Basically, she had advised thousands of pregnant women on nutrition, including vegetarians and vegans, and did not find that vegan women gave birth to the bizarre shrunken and developmentally delayed babies that Allen spoke of. Bottom line, eat a healthy diet, no matter what your preference.

The second person I spoke to was a physician who was recommended to me by the American College of Obstetricians and Gynecologists (ACOG). It would be hard to get more conservative or mainstream than ACOG, and this nice doctor became outraged, when I started asking him the questions my editor had put to me.

“Most of the women on this earth are vegetarian or almost vegetarian,” he said. “And most go on to have healthy pregnancies and babies.”
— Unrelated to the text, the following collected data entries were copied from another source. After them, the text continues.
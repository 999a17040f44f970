use anyhow::{Context, Result};
use clap::Parser;
use log::{error, info};
use mapshuffle::exits::Metalocations;
use mapshuffle::rom::Rom;
use mapshuffle_game::{LocationId, ScreenCatalog};
use std::num::ParseIntError;
use std::path::PathBuf;

fn parse_location_id(s: &str) -> Result<LocationId, ParseIntError> {
    LocationId::from_str_radix(s.trim_start_matches("0x"), 16)
}

#[derive(Parser)]
struct Args {
    #[arg(long)]
    catalog: PathBuf,

    #[arg(long)]
    world: PathBuf,

    // Hex location id to show; all parsed locations if omitted
    #[arg(long, value_parser = parse_location_id)]
    location: Option<LocationId>,

    #[arg(long)]
    output: Option<PathBuf>,
}

fn main() -> Result<()> {
    env_logger::Builder::from_env(env_logger::Env::default().default_filter_or("info"))
        .format_timestamp_millis()
        .init();

    let args = Args::parse();
    let catalog = ScreenCatalog::load(&args.catalog)?;
    let mut rom = Rom::load(&args.world)?;
    let metas = Metalocations::parse_all(&rom, &catalog);

    let ids = match args.location {
        Some(id) => vec![id],
        None => metas.ids(),
    };
    for id in ids {
        let meta = metas
            .get(id)
            .with_context(|| format!("Location {:02x} was not parsed", id))?;
        let location = rom.location(id)?;
        println!(
            "{} ({}, {}x{}, {} screens, {} exits)",
            location,
            meta.tileset.name,
            meta.height(),
            meta.width(),
            meta.size(),
            meta.exits().len()
        );
        println!("{}", meta.show());
        println!("{}\n", meta.screen_names());
        if let Err(e) = meta.validate() {
            error!("{}: {:#}", location, e);
        }
    }

    if let Some(output) = &args.output {
        metas.write_all(&mut rom)?;
        rom.save(output)?;
        info!("Wrote {} locations to {}", metas.len(), output.display());
    }
    Ok(())
}
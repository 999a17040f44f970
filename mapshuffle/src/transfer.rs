use anyhow::{bail, Result};
use hashbrown::{HashMap, HashSet};
use mapshuffle_game::{ConnectionType, FlagId, Pos, Uid};
use rand::{seq::SliceRandom, Rng};

use crate::exits::Metalocations;
use crate::metalocation::{ExitTarget, Metalocation};

impl<'a> Metalocation<'a> {
    /// Carries flags over from `orig`, the grid this one replaces.
    ///
    /// Free flags are copied as is. Custom flags follow their screen variant: each
    /// custom-flag screen here takes a random flag from a screen of the same variant
    /// in `orig`.
    pub fn transfer_flags<R: Rng>(&mut self, orig: &Metalocation, rng: &mut R) -> Result<()> {
        self.free_flags = orig.free_flags.clone();
        let mut customs: HashMap<Uid, Vec<FlagId>> = HashMap::new();
        let mut custom_pos: Vec<(Pos, FlagId)> =
            orig.custom_flags.iter().map(|(&p, &f)| (p, f)).collect();
        custom_pos.sort();
        for (pos, flag) in custom_pos {
            customs.entry(orig.get_uid(pos)).or_default().push(flag);
        }
        let mut uids: Vec<Uid> = customs.keys().copied().collect();
        uids.sort();
        for uid in uids {
            if let Some(flags) = customs.get_mut(&uid) {
                flags.shuffle(rng);
            }
        }
        self.custom_flags.clear();
        for pos in self.all_pos().to_vec() {
            let scr = self.get(pos);
            if !scr.flag().is_some_and(|f| f.is_custom()) {
                continue;
            }
            let Some(flag) = customs.get_mut(&scr.uid).and_then(|v| v.pop()) else {
                bail!("No flag for {} at ${:02x} @{:02x}", scr.name, self.id, pos);
            };
            self.custom_flags.insert(pos, flag);
        }
        Ok(())
    }

    pub fn transfer_pits(&mut self, orig: &Metalocation) {
        self.pits = orig.pits.clone();
    }

    /// Positions able to host each exit type, in random order.
    fn eligible_exits<R: Rng>(&self, rng: &mut R) -> HashMap<ConnectionType, Vec<Pos>> {
        let mut exits: HashMap<ConnectionType, Vec<Pos>> = HashMap::new();
        for &pos in self.all_pos() {
            let (y, x) = (pos >> 4, pos & 0xf);
            for conn in &self.get(pos).data.exits {
                let eligible = match conn.kind {
                    ConnectionType::EdgeTop => y == 0,
                    ConnectionType::EdgeLeft => x == 0,
                    ConnectionType::EdgeBottom => y + 1 >= self.height(),
                    ConnectionType::EdgeRight => x + 1 >= self.width(),
                    _ => true,
                };
                if eligible {
                    exits.entry(conn.kind).or_default().push(pos);
                }
            }
        }
        let mut kinds: Vec<ConnectionType> = exits.keys().copied().collect();
        kinds.sort();
        for kind in kinds {
            if let Some(v) = exits.get_mut(&kind) {
                v.shuffle(rng);
            }
        }
        exits
    }
}

impl<'a> Metalocations<'a> {
    /// Moves every exit of the registered grid for `new.id` onto a random screen of
    /// `new` offering the same connection type, rewiring the far ends to follow.
    ///
    /// Exits between two screens of the same location are moved as a pair.
    pub fn transfer_exits<R: Rng>(&mut self, new: &mut Metalocation<'a>, rng: &mut R) -> Result<()> {
        let id = new.id;
        let orig_exits: Vec<(Pos, ConnectionType, ExitTarget)> = self.meta(id)?.exits();
        let mut eligible = new.eligible_exits(rng);
        let mut self_exits: HashMap<ConnectionType, HashSet<Pos>> = HashMap::new();
        for (opos, kind, (etile, etype)) in orig_exits {
            if self_exits.get(&kind).is_some_and(|s| s.contains(&opos)) {
                continue;
            }
            let Some(pos) = eligible.get_mut(&kind).and_then(|v| v.pop()) else {
                bail!(
                    "Could not transfer exit {} in ${:02x}: no eligible screen\n{}",
                    kind,
                    id,
                    new.show()
                );
            };
            let epos = etile & 0xff;
            if etile >> 8 == id {
                let Some(npos) = eligible.get_mut(&etype).and_then(|v| v.pop()) else {
                    bail!(
                        "Could not transfer exit {} in ${:02x}: no eligible screen for its partner\n{}",
                        etype,
                        id,
                        new.show()
                    );
                };
                new.set_exit_one_way(pos, kind, (id << 8 | npos, etype));
                new.set_exit_one_way(npos, etype, (id << 8 | pos, kind));
                self_exits.entry(etype).or_default().insert(epos);
                continue;
            }
            let Some(ret) = self.meta(etile >> 8)?.get_exit(epos, etype) else {
                bail!(
                    "No exit for ${:02x} at {:02x} {} (from ${:02x} at {:02x} {})",
                    etile >> 8,
                    epos,
                    etype,
                    id,
                    opos,
                    kind
                );
            };
            if ret == (id << 8 | opos, kind) {
                self.set_one_way(etile, etype, (id << 8 | pos, kind))?;
            }
            new.set_exit_one_way(pos, kind, (etile, etype));
        }
        Ok(())
    }
}

#[cfg(test)]
mod tests {
    use super::*;
    use crate::metalocation::tests::catalog;
    use mapshuffle_game::ScreenCatalog;
    use rand::rngs::StdRng;
    use rand::SeedableRng;

    const DOOR: ConnectionType = ConnectionType::Door;

    fn grid<'c>(c: &'c ScreenCatalog, id: usize, names: &[&str]) -> Metalocation<'c> {
        let ts = c.tileset_by_name("cave").unwrap();
        let mut m = Metalocation::new(id, c, ts, 1, names.len());
        for (x, name) in names.iter().enumerate() {
            m.set_internal(x, c.by_name(name).unwrap().uid);
        }
        m
    }

    #[test]
    fn test_transfer_exits() -> Result<()> {
        let c = catalog();
        let mut metas = Metalocations::new();
        metas.insert(grid(&c, 0x10, &["cave_door_s", "cave_stairs_e", "cave_door_s"]));
        metas.insert(grid(&c, 0x11, &["cave_door_s"]));
        metas.connect((0x1000, DOOR), (0x1100, DOOR))?;
        metas.connect((0x1001, DOOR), (0x1002, DOOR))?;

        let mut rng = StdRng::seed_from_u64(0);
        let mut new = grid(&c, 0x10, &["cave_door_s", "cave_door_s", "cave_door_s"]);
        metas.transfer_exits(&mut new, &mut rng)?;
        assert_eq!(new.exits().len(), 3);

        // The outside exit still pairs with location 11.
        let (back, kind) = metas.get(0x11).unwrap().get_exit(0, DOOR).unwrap();
        assert_eq!((back >> 8, kind), (0x10, DOOR));
        assert_eq!(new.get_exit(back & 0xff, DOOR), Some((0x1100, DOOR)));

        // The internal pair points at each other.
        let internal: Vec<Pos> = new
            .exits()
            .into_iter()
            .filter(|(_, _, (dest, _))| dest >> 8 == 0x10)
            .map(|(pos, _, _)| pos)
            .collect();
        assert_eq!(internal.len(), 2);
        assert_eq!(new.get_exit(internal[0], DOOR), Some((0x1000 | internal[1], DOOR)));
        assert_eq!(new.get_exit(internal[1], DOOR), Some((0x1000 | internal[0], DOOR)));
        Ok(())
    }

    #[test]
    fn test_transfer_exits_no_room() -> Result<()> {
        let c = catalog();
        let mut metas = Metalocations::new();
        metas.insert(grid(&c, 0x10, &["cave_door_s", "cave_stairs_e", "cave_door_s"]));
        metas.insert(grid(&c, 0x11, &["cave_door_s"]));
        metas.connect((0x1000, DOOR), (0x1100, DOOR))?;
        metas.connect((0x1001, DOOR), (0x1002, DOOR))?;
        let mut rng = StdRng::seed_from_u64(1);
        let mut new = grid(&c, 0x10, &["cave_door_s", "cave_door_s"]);
        let err = metas.transfer_exits(&mut new, &mut rng).unwrap_err();
        assert!(err.to_string().starts_with("Could not transfer exit door in $10"));
        Ok(())
    }

    #[test]
    fn test_transfer_flags() -> Result<()> {
        let json = r#"{
            "tilesets": [{"name": "cave", "tileset_id": "0x88", "tile_effects": "0xb5"}],
            "screens": {
                "cave_empty": {"id": {"canonical": 128}, "tilesets": ["cave"], "feature": ["empty"]},
                "cave_hall_sealed": {"id": {"canonical": 134}, "tilesets": ["cave"],
                                     "edges": " c c", "flag": "custom:false"},
                "cave_hall_we": {"id": {"canonical": 130}, "tilesets": ["cave"], "edges": " c c"}
            }
        }"#;
        let c = ScreenCatalog::from_json_str(json)?;
        let mut orig = grid(&c, 0x10, &["cave_hall_sealed", "cave_hall_we", "cave_hall_sealed"]);
        orig.custom_flags.insert(0, 0x2a0);
        orig.custom_flags.insert(2, 0x2a1);
        orig.free_flags.insert(0x2b0);
        orig.pits.insert(1, 0x1100);
        let mut rng = StdRng::seed_from_u64(0);

        let mut new = grid(&c, 0x10, &["cave_hall_we", "cave_hall_sealed", "cave_hall_sealed"]);
        new.transfer_flags(&orig, &mut rng)?;
        new.transfer_pits(&orig);
        let mut flags: Vec<FlagId> = new.custom_flags.values().copied().collect();
        flags.sort();
        assert_eq!(flags, vec![0x2a0, 0x2a1]);
        assert!(!new.custom_flags.contains_key(&0));
        assert!(new.free_flags.contains(&0x2b0));
        assert_eq!(new.pits().get(&1), Some(&0x1100));

        let mut more = grid(
            &c,
            0x10,
            &["cave_hall_sealed", "cave_hall_sealed", "cave_hall_sealed"],
        );
        let err = more.transfer_flags(&orig, &mut rng).unwrap_err();
        assert!(err.to_string().starts_with("No flag for cave_hall_sealed"));
        Ok(())
    }
}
He also emphasized that milk was not a requirement for a healthy baby, nor was meat, nor was any animal product. He also said that of all of his patients, the vegetarian/vegan ones generally had the best diets because they really made sure that they ate a diverse diet. Many of the meat eaters, in fact, were not eating enough veggies and fruits, and were not getting enough vitamins and minerals from their food.
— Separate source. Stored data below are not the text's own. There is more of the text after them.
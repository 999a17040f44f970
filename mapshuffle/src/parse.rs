use anyhow::{bail, Context, Result};
use hashbrown::{HashMap, HashSet};
use log::{debug, info, warn};
use mapshuffle_game::{
    ConnectionType, FlagKind, LocationId, Matcher, Metascreen, Metatileset, Pos, RawScreenId,
    ScreenCatalog,
};

use crate::exits::Metalocations;
use crate::metalocation::{Dir, Metalocation};
use crate::rom::{Location, Rom, ALWAYS_TRUE};

// Exits known to point nowhere useful in the vanilla data: location << 16 | pos << 8 | tile.
const UNKNOWN_EXIT_WHITELIST: [usize; 14] = [
    0x01003a, 0x01003b, 0x1440a0, 0x1540a0, 0x1a3060, 0x1a30a0, 0x402000, 0x402030, 0x4180d0,
    0x6087bf, 0xa10326, 0xa10329, 0xa90626, 0xa90629,
];

fn is_known_bad_exit(id: LocationId, pos: Pos, tile: u8) -> bool {
    UNKNOWN_EXIT_WHITELIST.contains(&(id << 16 | pos << 8 | tile as usize))
}

/// Picks the single tileset able to represent every screen of `location`.
pub fn infer_tileset<'a>(
    catalog: &'a ScreenCatalog,
    location: &Location,
) -> Result<&'a Metatileset> {
    let mut tilesets: Vec<&Metatileset> = catalog
        .tilesets
        .iter()
        .filter(|ts| ts.tileset_id == location.tileset && ts.allows_location(location.id))
        .collect();
    let used: HashSet<RawScreenId> = location.screens.iter().flatten().copied().collect();
    let mut used: Vec<RawScreenId> = used.into_iter().collect();
    used.sort();
    for raw in used {
        tilesets.retain(|ts| !ts.get_metascreens(raw).is_empty());
        if tilesets.is_empty() {
            bail!("No tileset for {:02x} in {}", raw, location);
        }
    }
    if tilesets.len() != 1 {
        let names: Vec<&str> = tilesets.iter().map(|ts| ts.name.as_str()).collect();
        bail!(
            "Non-unique tileset for {}: [{}]",
            location,
            names.join(", ")
        );
    }
    Ok(tilesets[0])
}

/// Lazily computed tile reachability, only needed when a variant has a matcher.
struct Reachability<'r> {
    rom: &'r Rom,
    location: &'r Location,
    tiles: Option<HashSet<usize>>,
}

impl<'r> Reachability<'r> {
    fn get(&mut self) -> Result<&HashSet<usize>> {
        if self.tiles.is_none() {
            let mut tiles: HashSet<usize> = self
                .location
                .reachable_tiles(&self.rom.tiles, true)
                .with_context(|| format!("Unable to probe reachability in {}", self.location))?
                .into_keys()
                .collect();
            // Seamless exits count as reachable just inside the screen they lead from.
            for exit in &self.location.exits {
                if !exit.is_seamless() {
                    continue;
                }
                let y = exit.tile() >> 4;
                if y == 0 && exit.screen() >= 16 {
                    tiles.insert((exit.screen() - 16) << 8 | 0x88);
                } else if y == 0xe {
                    tiles.insert(exit.screen() << 8 | 0x88);
                }
            }
            self.tiles = Some(tiles);
        }
        Ok(self.tiles.get_or_insert_with(HashSet::new))
    }
}

fn pick_variant<'a>(
    candidates: &[&'a Metascreen],
    flag: Option<usize>,
    mut reach: impl FnMut(i32, i32) -> Result<bool>,
) -> Result<Option<&'a Metascreen>> {
    let mut matchers: Vec<&Metascreen> = vec![];
    let mut best: Vec<&Metascreen> = vec![];
    for &s in candidates {
        if s.data.matcher.is_some() {
            matchers.push(s);
        } else if (s.flag() == Some(FlagKind::Always) && flag == Some(ALWAYS_TRUE))
            || (s.flag().is_none() && !s.has_wall() && flag.is_none())
        {
            best.insert(0, s);
        } else {
            best.push(s);
        }
    }
    for s in matchers {
        let Some(matcher) = &s.data.matcher else {
            continue;
        };
        // Probe results are collected up front since evaluation takes a plain predicate.
        let mut probes: HashMap<(i32, i32), bool> = HashMap::new();
        if let Matcher::Probes { all, .. } = matcher {
            for p in all {
                probes.insert((p.dy, p.dx), reach(p.dy, p.dx)?);
            }
        }
        let hit = matcher.evaluate(
            |dy, dx| probes.get(&(dy, dx)).copied().unwrap_or(false),
            flag.is_some(),
        );
        if hit {
            return Ok(Some(s));
        }
    }
    Ok(best.first().copied())
}

impl<'a> Metalocation<'a> {
    /// Builds the grid for location `id` from its current layout.
    ///
    /// Resolves raw screen ids to variants, stamps edge exits into the border,
    /// links every resolvable exit, and recovers flag bookkeeping.
    pub fn of(
        rom: &Rom,
        catalog: &'a ScreenCatalog,
        id: LocationId,
        tileset: Option<&'a Metatileset>,
    ) -> Result<Metalocation<'a>> {
        let location = rom.location(id)?;
        let tileset = match tileset {
            Some(ts) => ts,
            None => infer_tileset(catalog, location)?,
        };
        let (height, width) = (location.height, location.width);
        let mut meta = Metalocation::new(id, catalog, tileset, height, width);
        let mut reachability = Reachability {
            rom,
            location,
            tiles: None,
        };

        for y in 0..height {
            for x in 0..width {
                let pos = y << 4 | x;
                let raw = location.screens[y][x];
                let candidates: Vec<&Metascreen> = tileset
                    .get_metascreens(raw)
                    .iter()
                    .map(|&uid| catalog.screen(uid))
                    .collect();
                let screen = match candidates.len() {
                    0 => None,
                    1 => Some(candidates[0]),
                    _ => {
                        let flag = location
                            .flags
                            .iter()
                            .find(|f| f.screen as usize == pos)
                            .map(|f| f.flag);
                        pick_variant(&candidates, flag, |dy, dx| {
                            let x0 = ((x as i32) << 8) + dx;
                            let y0 = ((y as i32) << 8) + dy;
                            if x0 < 0 || y0 < 0 {
                                return Ok(false);
                            }
                            let t = (y0 << 4) & 0xf000 | x0 & 0xf00 | y0 & 0xf0 | (x0 >> 4) & 0xf;
                            Ok(reachability.get()?.contains(&(t as usize)))
                        })?
                    }
                };
                let Some(screen) = screen else {
                    bail!("impossible: no screen for {:02x} in {} @ {:02x}", raw, location, pos);
                };
                meta.set_internal(pos, screen.uid);
                let edges = screen.edge_exits();
                if y == 0 && edges & 1 != 0 {
                    meta.mark_edge_exit(pos, Dir::N);
                }
                if x == 0 && edges & 2 != 0 {
                    meta.mark_edge_exit(pos, Dir::W);
                }
                if y + 1 == height && edges & 4 != 0 {
                    meta.mark_edge_exit(pos, Dir::S);
                }
                if x + 1 == width && edges & 8 != 0 {
                    meta.mark_edge_exit(pos, Dir::E);
                }
            }
        }

        meta.parse_exits(rom, location);

        for pit in &location.pits {
            meta.pits.insert(
                pit.from_screen as Pos,
                (pit.dest as usize) << 8 | pit.to_screen as usize,
            );
        }

        for f in &location.flags {
            let pos = f.screen as Pos;
            if !meta.in_bounds(pos) {
                continue;
            }
            let scr = meta.get(pos);
            match scr.flag() {
                Some(kind) if kind.is_custom() => {
                    meta.custom_flags.insert(pos, f.flag);
                }
                None if scr.has_wall() => {
                    meta.free_flags.insert(f.flag);
                }
                _ => {}
            }
        }
        Ok(meta)
    }

    fn parse_exits(&mut self, rom: &Rom, location: &Location) {
        let single = location.height == 1;
        for exit in &location.exits {
            if exit.dest == 0xff {
                continue;
            }
            let src_pos = exit.screen();
            if !self.in_bounds(src_pos) {
                warn!("Exit outside of {} @ {:02x}", location, src_pos);
                continue;
            }
            let src_screen = self.get(src_pos);
            let Some(src_exit) = src_screen.find_exit_type(exit.tile(), single, exit.is_seamless())
            else {
                if is_known_bad_exit(location.id, src_pos, exit.tile()) {
                    debug!(
                        "Skipping known bad exit {:02x} in {} @ {:02x}",
                        exit.tile(),
                        location,
                        src_pos
                    );
                    continue;
                }
                let all: Vec<String> = src_screen
                    .data
                    .exits
                    .iter()
                    .map(|e| {
                        let tiles: Vec<String> = e.exits.iter().map(|t| format!("{:02x}", t)).collect();
                        format!("{}: {}", e.kind, tiles.join(", "))
                    })
                    .collect();
                warn!(
                    "Unknown exit {:02x}: {} in {} @ {:02x}:\n  {}",
                    exit.tile(),
                    src_screen.name,
                    location,
                    src_pos,
                    all.join("\n  ")
                );
                continue;
            };
            let src_type = src_exit.kind;
            if self.get_exit(src_pos, src_type).is_some() {
                continue;
            }
            let dest_id = exit.dest as LocationId;

            if src_type.is_seamless() {
                let down = src_type == ConnectionType::SeamlessDown;
                let first = src_exit.exits.first().copied().unwrap_or(0) as i32;
                let tile = first + if down { -16 } else { 16 };
                let dest_pos = if tile < 0 {
                    src_pos.checked_sub(16)
                } else if tile >= 0xf0 {
                    Some(src_pos + 16)
                } else {
                    Some(src_pos)
                };
                let Some(dest_pos) = dest_pos else {
                    warn!("Seamless exit off the top of {} @ {:02x}", location, src_pos);
                    continue;
                };
                let dest_type = if down {
                    ConnectionType::SeamlessUp
                } else {
                    ConnectionType::SeamlessDown
                };
                self.set_exit_one_way(src_pos, src_type, (dest_id << 8 | dest_pos, dest_type));
                continue;
            }

            let Some(dest) = rom.locations.get(&dest_id) else {
                warn!("Exit from {} @ {:02x} to missing location {:02x}", location, src_pos, dest_id);
                continue;
            };
            let Some(entrance) = dest.entrances.get((exit.entrance & 0x1f) as usize) else {
                warn!(
                    "Missing entrance {:02x} in {} for exit from {} @ {:02x}",
                    exit.entrance & 0x1f,
                    dest,
                    location,
                    src_pos
                );
                continue;
            };
            let mut dest_pos = entrance.screen();
            let mut dest_coord = entrance.coord();
            if src_type == ConnectionType::Door && entrance.y & 0xf0 == 0 && dest_pos >= 0x10 {
                dest_pos -= 0x10;
                dest_coord += 0x10000;
            }
            let Some(dest_raw) = dest.screen_at(dest_pos) else {
                warn!("Entrance outside of {} @ {:02x}", dest, dest_pos);
                continue;
            };
            let dest_type = self
                .catalog
                .get_by_id(dest_raw, dest.tileset)
                .into_iter()
                .find_map(|s| s.find_entrance_type(dest_coord, dest.height == 1));
            let Some(dest_type) = dest_type else {
                let mut lines: Vec<String> = vec![];
                for s in self.catalog.get_by_id(dest_raw, dest.tileset) {
                    for e in s.data.exits.iter().filter(|e| !e.kind.is_seamless()) {
                        lines.push(format!("  {} {}: {:04x}", s.name, e.kind, e.entrance));
                    }
                }
                warn!(
                    "Bad entrance {:04x}: raw {:02x} in {} @ {:02x}\n{}",
                    dest_coord,
                    dest_raw,
                    dest,
                    dest_pos,
                    lines.join("\n")
                );
                continue;
            };
            self.set_exit_one_way(src_pos, src_type, (dest_id << 8 | dest_pos, dest_type));

            if let Some(e0) = location.entrances.first() {
                if e0.screen() == src_pos {
                    let coord = e0.coord() as i64;
                    let ent = src_exit.entrance as i64;
                    let dx = (ent & 0xff) - (coord & 0xff);
                    let dy = (ent >> 8) - (coord >> 8);
                    if dx * dx + dy * dy <= 0x400 {
                        self.entrance0 = Some(src_type);
                    }
                }
            }
        }
    }
}

impl<'a> Metalocations<'a> {
    /// Parses every location of `rom` that maps onto a unique tileset, logging the rest.
    pub fn parse_all(rom: &Rom, catalog: &'a ScreenCatalog) -> Metalocations<'a> {
        let mut ids: Vec<LocationId> = rom.locations.keys().copied().collect();
        ids.sort();
        let mut metas = Metalocations::new();
        for id in ids {
            match Metalocation::of(rom, catalog, id, None) {
                Ok(meta) => {
                    metas.insert(meta);
                }
                Err(e) => warn!("Skipping location {:02x}: {:#}", id, e),
            }
        }
        info!("Parsed {} of {} locations", metas.len(), rom.locations.len());
        metas
    }
}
My editor, of course, was very upset at the content of my interviews. In fact, she was so upset that she had me speak to a nutritionist of her own choosing, a woman who did regular consulting for some dairy related association. Just what I love, non-bias. But I grilled the nutritionist when she started in about milk, and when she realized that I was a nurse with years of experience in maternal/child health (ie, no way that she was going to be able to spoon feed me corporate drivel)–in the end, she did reluctantly agree that dairy products were not essential to human survival. I turned in my article without one word about milk, except to casually include it in a list of sources of calcium.

Yes, Lindsay Allen no doubt will not find me an ally to her grand plan of turning the earth into a carnivore haven. I’m sure that she and her friends are flailing their arms desperately, in an attempt to halt the exodus from meat eating and milk drinking. But hopefully, people will continue to rely on their instincts and on good science to guide them in making choices about their diets. And not on the distorted and invalid views that spew from the likes of people like Allen.